Ex-Im Update

Congress comes back from its annual August recess next week. One of the top items on its agenda is deciding the Export-Import Bank’s fate. Ex-Im subsidizes financing for U.S. exporters and their foreign customers. As I outlined here, Ex-Im subsidizes certain businesses at others’ expense. It is a pro-business policy, when what the economy needs are pro-market policies. Ex-Im will also be forced to shut its doors unless Congress reauthorizes its charter by the end of September, making for a golden reform opportunity for corporate welfare opponents.

The merits of the issue are clear enough, but politics is getting in the way. A bill to reauthorizes Ex-Im’s charter would likely pass the Senate, but would have trouble getting through the House. This would ordinarily mean that Ex-Im opponents would succeed in shuttering the agency, since Ex-Im’s expiration is automatic without reauthorization. That means Ex-Im supporters will probably pursue other means, such as tucking Ex-Im’s reauthorization into a must-pass appropriations bill. Ex-Im opponents would have no choice but to swallow that poison pill, or risk another politically costly government shutdown.

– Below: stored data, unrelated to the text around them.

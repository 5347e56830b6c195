use gym_core::model::{PracticeSession, SessionId, UserId};

use super::{SqliteRepository, mapping::map_session_row};
use crate::repository::{PracticeSessionRepository, StorageError};

#[async_trait::async_trait]
impl PracticeSessionRepository for SqliteRepository {
    async fn upsert_session(&self, session: &PracticeSession) -> Result<(), StorageError> {
        let res = sqlx::query(
            r"
                INSERT INTO practice_sessions (
                    id, user_id, question_id, confidence, quality, notes,
                    duration_secs, created_at, completed_at
                )
                VALUES (?1, ?2, ?3, ?4, ?5, ?6, ?7, ?8, ?9)
                ON CONFLICT(id) DO UPDATE SET
                    -- owner and creation time are fixed at first insert
                    question_id = excluded.question_id,
                    confidence = excluded.confidence,
                    quality = excluded.quality,
                    notes = excluded.notes,
                    duration_secs = excluded.duration_secs,
                    completed_at = excluded.completed_at
                WHERE practice_sessions.user_id = excluded.user_id
            ",
        )
        .bind(session.id().as_str())
        .bind(session.user_id().as_str())
        .bind(session.question_id().as_str())
        .bind(session.confidence().map(|c| i64::from(c.value())))
        .bind(session.quality().map(|q| i64::from(q.value())))
        .bind(session.notes())
        .bind(i64::from(session.duration_secs()))
        .bind(session.created_at())
        .bind(session.completed_at())
        .execute(&self.pool)
        .await
        .map_err(|e| StorageError::Connection(e.to_string()))?;

        if res.rows_affected() == 0 {
            return Err(StorageError::Conflict);
        }
        Ok(())
    }

    async fn get_session(&self, id: &SessionId) -> Result<Option<PracticeSession>, StorageError> {
        let row = sqlx::query(
            r"
                SELECT
                    id, user_id, question_id, confidence, quality, notes,
                    duration_secs, created_at, completed_at
                FROM practice_sessions
                WHERE id = ?1
            ",
        )
        .bind(id.as_str())
        .fetch_optional(&self.pool)
        .await
        .map_err(|e| StorageError::Connection(e.to_string()))?;

        row.as_ref().map(map_session_row).transpose()
    }

    async fn list_sessions_for_user(
        &self,
        user_id: &UserId,
    ) -> Result<Vec<PracticeSession>, StorageError> {
        let rows = sqlx::query(
            r"
                SELECT
                    id, user_id, question_id, confidence, quality, notes,
                    duration_secs, created_at, completed_at
                FROM practice_sessions
                WHERE user_id = ?1
                ORDER BY created_at DESC, id DESC
            ",
        )
        .bind(user_id.as_str())
        .fetch_all(&self.pool)
        .await
        .map_err(|e| StorageError::Connection(e.to_string()))?;

        let mut out = Vec::with_capacity(rows.len());
        for row in rows {
            out.push(map_session_row(&row)?);
        }
        Ok(out)
    }
}
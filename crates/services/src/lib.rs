#![forbid(unsafe_code)]

pub mod backend;
pub mod error;
pub mod practice_service;
pub mod progress_service;

pub use gym_core::{Clock, PracticeCalendar};

pub use backend::{BackendClient, BackendConfig, SessionBatch, SyncReport, sync_sessions};
pub use error::{BackendError, PracticeError, ProgressError};
pub use practice_service::{PracticeService, SessionWithQuestion};
pub use progress_service::{DEFAULT_WEEKLY_GOAL, DashboardReport, ProgressService};
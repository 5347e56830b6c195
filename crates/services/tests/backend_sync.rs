use gym_core::model::{PracticeSession, QuestionId, SessionId, UserId};
use gym_core::time::fixed_now;
use services::{BackendClient, BackendConfig, BackendError, SyncReport, sync_sessions};
use storage::repository::{InMemoryRepository, PracticeSessionRepository};

const SESSIONS_BODY: &str = r#"{
    "sessions": [
        {
            "id": "session1",
            "userId": "user1",
            "questionId": "q1",
            "confidenceRating": 4,
            "qualityRating": 5,
            "duration": 95,
            "createdAt": "2023-11-12T22:13:20.000Z",
            "completedAt": "2023-11-12T22:14:55.000Z"
        },
        {
            "id": "session2",
            "userId": "user1",
            "questionId": "q8",
            "confidenceRating": "3",
            "duration": 95.5,
            "createdAt": "2023-11-13T22:13:20.000Z",
            "completedAt": 12
        },
        {
            "id": "session3",
            "userId": "user1",
            "createdAt": "2023-11-14T22:13:20.000Z"
        }
    ]
}"#;

fn client_for(server: &mockito::Server) -> BackendClient {
    BackendClient::new(Some(BackendConfig::new(&server.url(), "secret").unwrap()))
}

#[tokio::test]
async fn sync_stores_fetched_sessions() {
    let mut server = mockito::Server::new_async().await;
    let mock = server
        .mock("GET", "/sessions")
        .match_header("authorization", "Bearer secret")
        .with_status(200)
        .with_header("content-type", "application/json")
        .with_body(SESSIONS_BODY)
        .create_async()
        .await;

    let repo = InMemoryRepository::new();
    let report = sync_sessions(&client_for(&server), &repo).await.unwrap();
    mock.assert_async().await;

    assert_eq!(
        report,
        SyncReport {
            stored: 2,
            conflicts: 0,
            malformed: 1,
        }
    );

    let stored = repo
        .list_sessions_for_user(&UserId::new("user1"))
        .await
        .unwrap();
    assert_eq!(stored.len(), 2);
    assert_eq!(stored[0].id().as_str(), "session2");
    assert_eq!(stored[0].confidence_score(), 3);
    assert!(!stored[0].is_completed());
    assert_eq!(stored[1].quality_score(), 5);
    assert!(stored[1].is_completed());
}

#[tokio::test]
async fn sync_skips_sessions_owned_by_another_user() {
    let mut server = mockito::Server::new_async().await;
    let _mock = server
        .mock("GET", "/sessions")
        .with_status(200)
        .with_header("content-type", "application/json")
        .with_body(SESSIONS_BODY)
        .create_async()
        .await;

    let repo = InMemoryRepository::new();
    let local = PracticeSession::start(
        SessionId::new("session1"),
        UserId::new("user2"),
        QuestionId::new("q1"),
        fixed_now(),
    );
    repo.upsert_session(&local).await.unwrap();

    let report = sync_sessions(&client_for(&server), &repo).await.unwrap();
    assert_eq!(report.stored, 1);
    assert_eq!(report.conflicts, 1);

    let kept = repo
        .get_session(&SessionId::new("session1"))
        .await
        .unwrap()
        .unwrap();
    assert_eq!(kept.user_id().as_str(), "user2");

    let synced = repo
        .list_sessions_for_user(&UserId::new("user1"))
        .await
        .unwrap();
    assert_eq!(synced.len(), 1);
    assert_eq!(synced[0].id().as_str(), "session2");
}

#[tokio::test]
async fn unauthorized_response_carries_backend_message() {
    let mut server = mockito::Server::new_async().await;
    let mock = server
        .mock("GET", "/sessions")
        .with_status(401)
        .with_header("content-type", "application/json")
        .with_body(r#"{"error":"Not authenticated"}"#)
        .create_async()
        .await;

    let repo = InMemoryRepository::new();
    let err = sync_sessions(&client_for(&server), &repo)
        .await
        .unwrap_err();
    mock.assert_async().await;

    match err {
        BackendError::Status { status, message } => {
            assert_eq!(status.as_u16(), 401);
            assert_eq!(message, "Not authenticated");
        }
        other => panic!("unexpected error: {other}"),
    }
    assert!(
        repo.list_sessions_for_user(&UserId::new("user1"))
            .await
            .unwrap()
            .is_empty()
    );
}

#[tokio::test]
async fn disabled_client_does_not_sync() {
    let repo = InMemoryRepository::new();
    let err = sync_sessions(&BackendClient::new(None), &repo)
        .await
        .unwrap_err();
    assert!(matches!(err, BackendError::Disabled));
}
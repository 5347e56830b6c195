use std::fmt;

use chrono::{DateTime, Duration, Utc};
use gym_core::catalog::builtin_questions;
use gym_core::model::{
    ConfidenceRating, PracticeSession, QualityRating, SelfAssessment, SessionId, UserId,
};
use storage::repository::Storage;

#[derive(Debug, Clone)]
struct Args {
    db_url: String,
    user_id: UserId,
    sessions: u32,
    now: Option<DateTime<Utc>>,
}

#[derive(Debug)]
enum ArgsError {
    MissingValue { flag: &'static str },
    UnknownArg(String),
    InvalidUserId { raw: String },
    InvalidSessions { raw: String },
    InvalidDbUrl { raw: String },
    InvalidNow { raw: String },
}

impl fmt::Display for ArgsError {
    fn fmt(&self, f: &mut fmt::Formatter<'_>) -> fmt::Result {
        match self {
            ArgsError::MissingValue { flag } => write!(f, "{flag} requires a value"),
            ArgsError::UnknownArg(arg) => write!(f, "unknown argument: {arg}"),
            ArgsError::InvalidUserId { raw } => write!(f, "invalid --user value: {raw:?}"),
            ArgsError::InvalidSessions { raw } => write!(f, "invalid --sessions value: {raw}"),
            ArgsError::InvalidDbUrl { raw } => write!(f, "invalid --db value: {raw}"),
            ArgsError::InvalidNow { raw } => {
                write!(f, "invalid --now value (expected RFC3339): {raw}")
            }
        }
    }
}

impl std::error::Error for ArgsError {}

fn require_value(
    args: &mut impl Iterator<Item = String>,
    flag: &'static str,
) -> Result<String, ArgsError> {
    args.next().ok_or(ArgsError::MissingValue { flag })
}

impl Args {
    fn parse() -> Result<Self, ArgsError> {
        let mut db_url =
            std::env::var("GYM_DB_URL").unwrap_or_else(|_| "sqlite:dev.sqlite3".into());
        let mut user_id = std::env::var("GYM_USER_ID")
            .ok()
            .and_then(|value| value.parse::<UserId>().ok())
            .unwrap_or_else(|| UserId::new("user1"));
        let mut sessions = std::env::var("GYM_SEED_SESSIONS")
            .ok()
            .and_then(|value| value.parse::<u32>().ok())
            .unwrap_or(4);
        let mut now: Option<DateTime<Utc>> = None;

        let mut args = std::env::args().skip(1);
        while let Some(arg) = args.next() {
            match arg.as_str() {
                "--db" => {
                    let value = require_value(&mut args, "--db")?;
                    if value.trim().is_empty() {
                        return Err(ArgsError::InvalidDbUrl { raw: value });
                    }
                    db_url = value;
                }
                "--user" => {
                    let value = require_value(&mut args, "--user")?;
                    user_id = value
                        .parse()
                        .map_err(|_| ArgsError::InvalidUserId { raw: value.clone() })?;
                }
                "--sessions" => {
                    let value = require_value(&mut args, "--sessions")?;
                    sessions = value
                        .parse::<u32>()
                        .map_err(|_| ArgsError::InvalidSessions { raw: value.clone() })?;
                }
                "--now" => {
                    let value = require_value(&mut args, "--now")?;
                    let parsed = DateTime::parse_from_rfc3339(&value)
                        .map_err(|_| ArgsError::InvalidNow { raw: value.clone() })?
                        .with_timezone(&Utc);
                    now = Some(parsed);
                }
                "--help" | "-h" => {
                    print_usage();
                    std::process::exit(0);
                }
                _ => return Err(ArgsError::UnknownArg(arg)),
            }
        }

        Ok(Self {
            db_url,
            user_id,
            sessions,
            now,
        })
    }
}

fn print_usage() {
    eprintln!("Usage:");
    eprintln!("  cargo run -p storage --bin seed -- [options]");
    eprintln!();
    eprintln!("Options:");
    eprintln!("  --db <sqlite_url>         SQLite URL (default: sqlite:dev.sqlite3)");
    eprintln!("  --user <id>               Owner of the demo sessions (default: user1)");
    eprintln!("  --sessions <n>            Completed demo sessions to add, one per day (default: 4)");
    eprintln!("  --now <rfc3339>           Fixed current time for deterministic seeding");
    eprintln!("  -h, --help                Show this help");
    eprintln!();
    eprintln!("Environment (same as flags):");
    eprintln!("  GYM_DB_URL, GYM_USER_ID, GYM_SEED_SESSIONS");
}

async fn run() -> Result<(), Box<dyn std::error::Error>> {
    let args = Args::parse().map_err(|e| {
        eprintln!("{e}");
        print_usage();
        e
    })?;

    let storage = Storage::sqlite(&args.db_url).await?;
    let now = args.now.unwrap_or_else(Utc::now);

    let questions = builtin_questions();
    for question in &questions {
        storage.questions.upsert_question(question).await?;
    }

    // One completed session per day, walking back from today, cycling
    // through the bank and the rating scale.
    for i in 0..args.sessions {
        let question = &questions[i as usize % questions.len()];
        let started_at = now - Duration::days(i64::from(i)) - Duration::minutes(10);
        let completed_at = started_at + Duration::seconds(90);
        let rating = u8::try_from(i % 5).unwrap_or(0) + 1;

        let mut session = PracticeSession::start(
            SessionId::new(format!("seed-{}-{}", args.user_id, i + 1)),
            args.user_id.clone(),
            question.id().clone(),
            started_at,
        );
        session.submit_assessment(
            SelfAssessment::new(ConfidenceRating::new(rating)?)
                .with_quality(QualityRating::new(rating)?),
            90,
            completed_at,
        )?;
        storage.sessions.upsert_session(&session).await?;
    }

    println!(
        "Seeded {} questions and {} sessions for {} into {}",
        questions.len(),
        args.sessions,
        args.user_id,
        args.db_url
    );

    Ok(())
}

#[tokio::main]
async fn main() {
    if let Err(err) = run().await {
        eprintln!("{err}");
        std::process::exit(2);
    }
}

If the appropriations bill scenario is what comes to pass, reformers will likely gain some kind of concession, such as a very short reauthorization period. Ex-Im reauthorizations are typically good for four or five years; this reauthorization could last just a few months, forcing Congress to revisit Ex-Im as soon as January or February. This would remove Ex-Im as an election issue for reformers, but still leave them with a genuine chance of victory once the next Congress convenes. It would also give campaigning pro-Ex-Im incumbents a chance to tell voters they can bring home the bacon—especially in Washington State, which receives more than 40 percent of Ex-Im’s total financing, despite housing only 2 percent of the U.S. population.

There are a lot of possible fates for the Export-Import Bank. Whatever happens this month, reformers will have a good chance to end one of the federal government’s largest corporate welfare programs. Readers interested in more detail on the politics of the Ex-Im fight should read John Bresnahan and Jake Sherman’s piece in today’s Politico. For the merits of the issue, see my recent Ex-Im paper.